You are not automatically entitled to an adjournment in a bankruptcy matter. There are careful steps you must take when asking for one. It’s best to get some good advice on this. If you get it wrong, you may not get the adjournment and you could be made bankrupt on the very first court date.
You are not automatically entitled to an adjournment in a bankruptcy matter. There are careful steps you must take when asking for one.
It’s best to get some good advice on this. If you get it wrong, you may not get the adjournment and you could be made bankrupt on the very first court date.
The next thing I did was to start negotiations with the ATO about how George would deal with his tax debt. I had to move quickly because I knew it would take the ATO a while to consider my proposals. This was where George had made the right decision in hiring me. There was no time for anyone to learn the ropes. He needed an expert who knew exactly what to do. That’s me.

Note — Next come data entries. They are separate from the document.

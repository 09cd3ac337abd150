//! Ring index model
//!
//! A ring is a fixed-size circular sequence of same-role elements (cards,
//! background images or info panels). Each slot carries the role label and
//! z-order that the page renders; the page markup is only ever a projection of
//! these slots.

use std::fmt;

use serde::{Deserialize, Serialize};

use crate::error::{CarouselError, Result};

/// Which parallel ring a slot belongs to
#[derive(Debug, Clone, Copy, PartialEq, Eq, Hash, Serialize, Deserialize)]
pub enum RingKind {
    Card,
    Background,
    Info,
}

impl RingKind {
    /// Class suffix used by the markup (`current--card`, `next--image`, ...)
    pub fn class_suffix(&self) -> &'static str {
        match self {
            RingKind::Card => "card",
            RingKind::Background => "image",
            RingKind::Info => "info",
        }
    }
}

impl fmt::Display for RingKind {
    fn fmt(&self, f: &mut fmt::Formatter<'_>) -> fmt::Result {
        f.write_str(match self {
            RingKind::Card => "card",
            RingKind::Background => "background",
            RingKind::Info => "info",
        })
    }
}

/// Role label held by at most one slot per ring
#[derive(Debug, Clone, Copy, PartialEq, Eq, Hash, Serialize, Deserialize)]
pub enum Role {
    Current,
    Previous,
    Next,
}

impl Role {
    pub const ALL: [Role; 3] = [Role::Current, Role::Previous, Role::Next];

    pub fn as_str(&self) -> &'static str {
        match self {
            Role::Current => "current",
            Role::Previous => "previous",
            Role::Next => "next",
        }
    }

    /// Full class name for this role in the given ring, e.g. `previous--info`
    pub fn class_name(&self, kind: RingKind) -> String {
        format!("{}--{}", self.as_str(), kind.class_suffix())
    }
}

impl fmt::Display for Role {
    fn fmt(&self, f: &mut fmt::Formatter<'_>) -> fmt::Result {
        f.write_str(self.as_str())
    }
}

/// Previous/current/next indices of a ring
#[derive(Debug, Clone, Copy, PartialEq, Eq)]
pub struct Neighbors {
    pub previous: usize,
    pub current: usize,
    pub next: usize,
}

impl Neighbors {
    /// Compute neighbors of `current` in a ring of `len` elements.
    ///
    /// Neighbor computation does not depend on the swap direction; only the
    /// role assignment done by the tagger does.
    pub fn around(current: usize, len: usize, kind: RingKind) -> Result<Self> {
        if len == 0 {
            return Err(CarouselError::EmptyRing(kind));
        }
        let current = current % len;
        Ok(Self {
            previous: (current + len - 1) % len,
            current,
            next: (current + 1) % len,
        })
    }
}

/// One element of a ring
#[derive(Debug, Clone, Copy, PartialEq, Eq, Default, Serialize, Deserialize)]
pub struct Slot {
    pub role: Option<Role>,
    /// Stacking order; `None` leaves whatever the page already has
    pub z_order: Option<i32>,
}

/// Fixed-size circular sequence of slots
#[derive(Debug, Clone, PartialEq, Eq, Serialize, Deserialize)]
pub struct Ring {
    kind: RingKind,
    slots: Vec<Slot>,
}

impl Ring {
    /// Build a ring from the roles found in the markup, in document order.
    pub fn from_roles(kind: RingKind, roles: Vec<Option<Role>>) -> Result<Self> {
        if roles.is_empty() {
            return Err(CarouselError::EmptyRing(kind));
        }
        let slots = roles
            .into_iter()
            .map(|role| Slot {
                role,
                z_order: None,
            })
            .collect();
        Ok(Self { kind, slots })
    }

    /// Ring of `len` slots with the conventional starting layout: index 0
    /// current, index 1 next, last index previous.
    pub fn with_len(kind: RingKind, len: usize) -> Result<Self> {
        let neighbors = Neighbors::around(0, len, kind)?;
        let mut roles = vec![None; len];
        roles[neighbors.previous] = Some(Role::Previous);
        roles[neighbors.next] = Some(Role::Next);
        roles[neighbors.current] = Some(Role::Current);
        Self::from_roles(kind, roles)
    }

    pub fn kind(&self) -> RingKind {
        self.kind
    }

    pub fn len(&self) -> usize {
        self.slots.len()
    }

    /// Always false; construction rejects empty rings
    pub fn is_empty(&self) -> bool {
        self.slots.is_empty()
    }

    pub fn slots(&self) -> &[Slot] {
        &self.slots
    }

    /// Index of the slot holding `role`, if any
    pub fn find(&self, role: Role) -> Option<usize> {
        self.slots.iter().position(|s| s.role == Some(role))
    }

    /// Index of the slot holding `role`, or a `MissingRoleElement` error
    pub fn require(&self, role: Role) -> Result<usize> {
        self.find(role).ok_or(CarouselError::MissingRoleElement {
            ring: self.kind,
            role,
        })
    }

    /// Index marked current, defaulting to 0 when nothing is marked yet
    pub fn current_index(&self) -> usize {
        self.find(Role::Current).unwrap_or(0)
    }

    pub fn neighbors(&self) -> Neighbors {
        // len > 0 is guaranteed by construction
        let len = self.slots.len();
        let current = self.current_index();
        Neighbors {
            previous: (current + len - 1) % len,
            current,
            next: (current + 1) % len,
        }
    }

    /// Remove every role label. Z-order is left alone.
    pub fn clear_roles(&mut self) {
        for slot in &mut self.slots {
            slot.role = None;
        }
    }

    /// Give `role` to the slot at `index`, with an optional z-order
    pub(crate) fn assign(&mut self, index: usize, role: Role, z_order: Option<i32>) {
        if let Some(slot) = self.slots.get_mut(index) {
            slot.role = Some(role);
            if z_order.is_some() {
                slot.z_order = z_order;
            }
        }
    }

    /// Roles in slot order, for comparing rings
    pub fn roles(&self) -> Vec<Option<Role>> {
        self.slots.iter().map(|s| s.role).collect()
    }
}

#[cfg(test)]
mod tests {
    use super::*;
    use proptest::prelude::*;

    #[test]
    fn test_neighbors_five() {
        let n = Neighbors::around(0, 5, RingKind::Card).unwrap();
        assert_eq!(n.previous, 4);
        assert_eq!(n.current, 0);
        assert_eq!(n.next, 1);
    }

    #[test]
    fn test_neighbors_single() {
        let n = Neighbors::around(0, 1, RingKind::Card).unwrap();
        assert_eq!(n.previous, 0);
        assert_eq!(n.next, 0);
    }

    #[test]
    fn test_empty_ring_rejected() {
        assert_eq!(
            Neighbors::around(0, 0, RingKind::Info),
            Err(CarouselError::EmptyRing(RingKind::Info))
        );
        assert_eq!(
            Ring::from_roles(RingKind::Background, vec![]),
            Err(CarouselError::EmptyRing(RingKind::Background))
        );
    }

    #[test]
    fn test_current_defaults_to_first() {
        let ring = Ring::from_roles(RingKind::Card, vec![None, None, None]).unwrap();
        assert_eq!(ring.current_index(), 0);
        assert_eq!(ring.neighbors().previous, 2);
    }

    #[test]
    fn test_with_len_layout() {
        let ring = Ring::with_len(RingKind::Card, 4).unwrap();
        assert_eq!(
            ring.roles(),
            vec![Some(Role::Current), Some(Role::Next), None, Some(Role::Previous)]
        );
    }

    #[test]
    fn test_require_missing_role() {
        let ring = Ring::from_roles(RingKind::Info, vec![Some(Role::Current), None]).unwrap();
        assert_eq!(ring.require(Role::Current), Ok(0));
        assert_eq!(
            ring.require(Role::Next),
            Err(CarouselError::MissingRoleElement {
                ring: RingKind::Info,
                role: Role::Next
            })
        );
    }

    #[test]
    fn test_class_names() {
        assert_eq!(Role::Current.class_name(RingKind::Card), "current--card");
        assert_eq!(Role::Previous.class_name(RingKind::Background), "previous--image");
        assert_eq!(Role::Next.class_name(RingKind::Info), "next--info");
    }

    proptest! {
        #[test]
        fn neighbors_stay_in_bounds(len in 1usize..64, current in 0usize..64) {
            let n = Neighbors::around(current, len, RingKind::Card).unwrap();
            prop_assert!(n.previous < len && n.current < len && n.next < len);
            prop_assert_eq!((n.previous + 1) % len, n.current);
            prop_assert_eq!((n.current + 1) % len, n.next);
        }
    }
}
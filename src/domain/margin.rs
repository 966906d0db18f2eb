//! Bookmaker margin removal.
//!
//! Converts three quoted decimal odds into fair probabilities under four
//! competing assumptions about how the bookmaker spread its overround:
//! - equal margin: every price scaled by the overround
//! - proportional: margin subtracted evenly from implied probabilities
//! - odds ratio: fair and implied odds differ by a constant odds ratio
//! - logarithmic: fair probability is implied probability raised to `k`
//!
//! The last two have no closed form and share the bisection solver.

use serde::{Deserialize, Serialize};

use super::error::EngineError;
use super::outcome::{OddsTriple, Outcome};
use super::solver::{Bisection, Root};

/// Which margin model produced a set of fair odds.
#[derive(Debug, Clone, Copy, PartialEq, Eq, Hash, Serialize, Deserialize)]
#[serde(rename_all = "snake_case")]
pub enum MarginMethod {
    EqualMargin,
    Proportional,
    OddsRatio,
    Logarithmic,
}

/// Fair price for one outcome. `None` when the model drives the
/// probability to zero or below.
#[derive(Debug, Clone, Copy, PartialEq, Serialize, Deserialize)]
pub struct FairOutcome {
    pub odds: Option<f64>,
    pub probability: Option<f64>,
}

impl FairOutcome {
    fn from_probability(p: f64) -> Self {
        if p > 0.0 {
            Self {
                odds: Some(1.0 / p),
                probability: Some(p),
            }
        } else {
            Self {
                odds: None,
                probability: None,
            }
        }
    }
}

/// Fair odds for the three outcomes under one margin model.
#[derive(Debug, Clone, Copy, PartialEq, Serialize, Deserialize)]
pub struct FairOdds {
    pub method: MarginMethod,
    pub home: FairOutcome,
    pub draw: FairOutcome,
    pub away: FairOutcome,
    /// Solved `c` (odds ratio) or `k` (logarithmic); `None` for closed forms.
    pub parameter: Option<Root>,
}

impl FairOdds {
    fn from_probabilities(method: MarginMethod, probs: [f64; 3], parameter: Option<Root>) -> Self {
        Self {
            method,
            home: FairOutcome::from_probability(probs[0]),
            draw: FairOutcome::from_probability(probs[1]),
            away: FairOutcome::from_probability(probs[2]),
            parameter,
        }
    }

    pub const fn get(&self, outcome: Outcome) -> FairOutcome {
        match outcome {
            Outcome::Home => self.home,
            Outcome::Draw => self.draw,
            Outcome::Away => self.away,
        }
    }

    /// Sum of the defined probabilities.
    pub fn probability_sum(&self) -> f64 {
        [self.home, self.draw, self.away]
            .iter()
            .filter_map(|o| o.probability)
            .sum()
    }

    /// Whether all three outcomes have a defined fair price.
    pub fn is_complete(&self) -> bool {
        [self.home, self.draw, self.away]
            .iter()
            .all(|o| o.probability.is_some())
    }
}

/// Fair odds under all four models for one book.
#[derive(Debug, Clone, Copy, PartialEq, Serialize, Deserialize)]
pub struct FourModelResult {
    pub quoted: OddsTriple,
    /// Sum of implied probabilities.
    pub overround: f64,
    /// `overround − 1`.
    pub margin: f64,
    pub equal_margin: FairOdds,
    pub proportional: FairOdds,
    pub odds_ratio: FairOdds,
    pub logarithmic: FairOdds,
}

impl FourModelResult {
    pub const fn by_method(&self, method: MarginMethod) -> &FairOdds {
        match method {
            MarginMethod::EqualMargin => &self.equal_margin,
            MarginMethod::Proportional => &self.proportional,
            MarginMethod::OddsRatio => &self.odds_ratio,
            MarginMethod::Logarithmic => &self.logarithmic,
        }
    }

    pub fn iter(&self) -> impl Iterator<Item = &FairOdds> {
        [
            &self.equal_margin,
            &self.proportional,
            &self.odds_ratio,
            &self.logarithmic,
        ]
        .into_iter()
    }
}

/// Margin removal parameters.
#[derive(Debug, Clone, Copy, PartialEq, Serialize, Deserialize)]
pub struct MarginModel {
    pub solver: Bisection,
    /// Search interval for the odds-ratio constant `c`.
    pub odds_ratio_bracket: (f64, f64),
    /// Search interval for the logarithmic exponent `k`.
    pub power_bracket: (f64, f64),
}

impl MarginModel {
    pub const STANDARD: Self = Self {
        solver: Bisection::STANDARD,
        odds_ratio_bracket: (0.01, 5.0),
        power_bracket: (0.5, 2.0),
    };

    /// Removes the margin from a home/draw/away book under all four models.
    ///
    /// # Errors
    /// `InvalidInput` if any price is non-finite or not above 1.0.
    pub fn remove_margin(
        &self,
        home: f64,
        draw: f64,
        away: f64,
    ) -> Result<FourModelResult, EngineError> {
        let quoted = OddsTriple::try_new(home, draw, away)?;
        Ok(self.remove_margin_from(quoted))
    }

    /// Same as [`remove_margin`](Self::remove_margin) for an already validated book.
    pub fn remove_margin_from(&self, quoted: OddsTriple) -> FourModelResult {
        let overround = quoted.overround();
        FourModelResult {
            quoted,
            overround,
            margin: overround - 1.0,
            equal_margin: equal_margin(quoted, overround),
            proportional: proportional(quoted, overround),
            odds_ratio: self.odds_ratio(quoted),
            logarithmic: self.logarithmic(quoted),
        }
    }

    fn odds_ratio(&self, quoted: OddsTriple) -> FairOdds {
        let implied = quoted.implied();
        let fair = |c: f64, pi: f64| c * pi / (1.0 - pi + c * pi);
        let objective = |c: f64| implied.iter().map(|&pi| fair(c, pi)).sum::<f64>() - 1.0;

        let (lo, hi) = self.odds_ratio_bracket;
        let root = self.solver.solve(objective, lo, hi);
        let probs = implied.map(|pi| fair(root.value, pi));
        FairOdds::from_probabilities(MarginMethod::OddsRatio, probs, Some(root))
    }

    fn logarithmic(&self, quoted: OddsTriple) -> FairOdds {
        let implied = quoted.implied();
        let objective = |k: f64| implied.iter().map(|pi| pi.powf(k)).sum::<f64>() - 1.0;

        let (lo, hi) = self.power_bracket;
        let root = self.solver.solve(objective, lo, hi);
        let probs = implied.map(|pi| pi.powf(root.value));
        FairOdds::from_probabilities(MarginMethod::Logarithmic, probs, Some(root))
    }
}

impl Default for MarginModel {
    fn default() -> Self {
        Self::STANDARD
    }
}

fn equal_margin(quoted: OddsTriple, overround: f64) -> FairOdds {
    let scaled = |odds: f64| {
        let fair = odds * overround;
        FairOutcome {
            odds: Some(fair),
            probability: Some(1.0 / fair),
        }
    };
    FairOdds {
        method: MarginMethod::EqualMargin,
        home: scaled(quoted.home),
        draw: scaled(quoted.draw),
        away: scaled(quoted.away),
        parameter: None,
    }
}

fn proportional(quoted: OddsTriple, overround: f64) -> FairOdds {
    let per_outcome = (overround - 1.0) / 3.0;
    let probs = quoted.implied().map(|pi| pi - per_outcome);
    FairOdds::from_probabilities(MarginMethod::Proportional, probs, None)
}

I asked the ATO to release George from some of his tax debt. Not all kinds of tax debt can be released – but some can. There are very specific rules about when the ATO can release debts. The law says you only get one shot at this request. If the ATO say ‘no’, then you can only have it re-looked at by appealing to the Federal Court.
In George’s case, I had worked out that if the ATO could release him from all of his eligible tax debt, he would only have around $40,000 left to pay. I was able to work this out because I have years of experience in dealing with tax debts. I know how to read ATO account statements (which can be very difficult once the legal action starts!) and I know the law about what the ATO can and can’t release.
The request to the ATO to release George from some of his tax debt was very detailed. It had to be. We had a very short span of time to get this right. If I didn’t give the ATO the right information, they could refuse the application and George could end up bankrupt.
Luckily I’m good at what I do. The ATO decided to release George from most of his tax debt, so long as he paid the ineligible amount of around $40,000 before the matter went back to Court.
It was a scramble for George, but he managed to make the payment before our Court date. I went back to Court, where the ATO asked the Registrar to dismiss the application because George no longer had a tax debt. The Court agreed – and that was that.
This was an excellent outcome for George and he was very relieved. He went from being on the brink of bankruptcy and receiving harassing phone calls from a persistent debt rescue business, to having his tax debt fully paid off.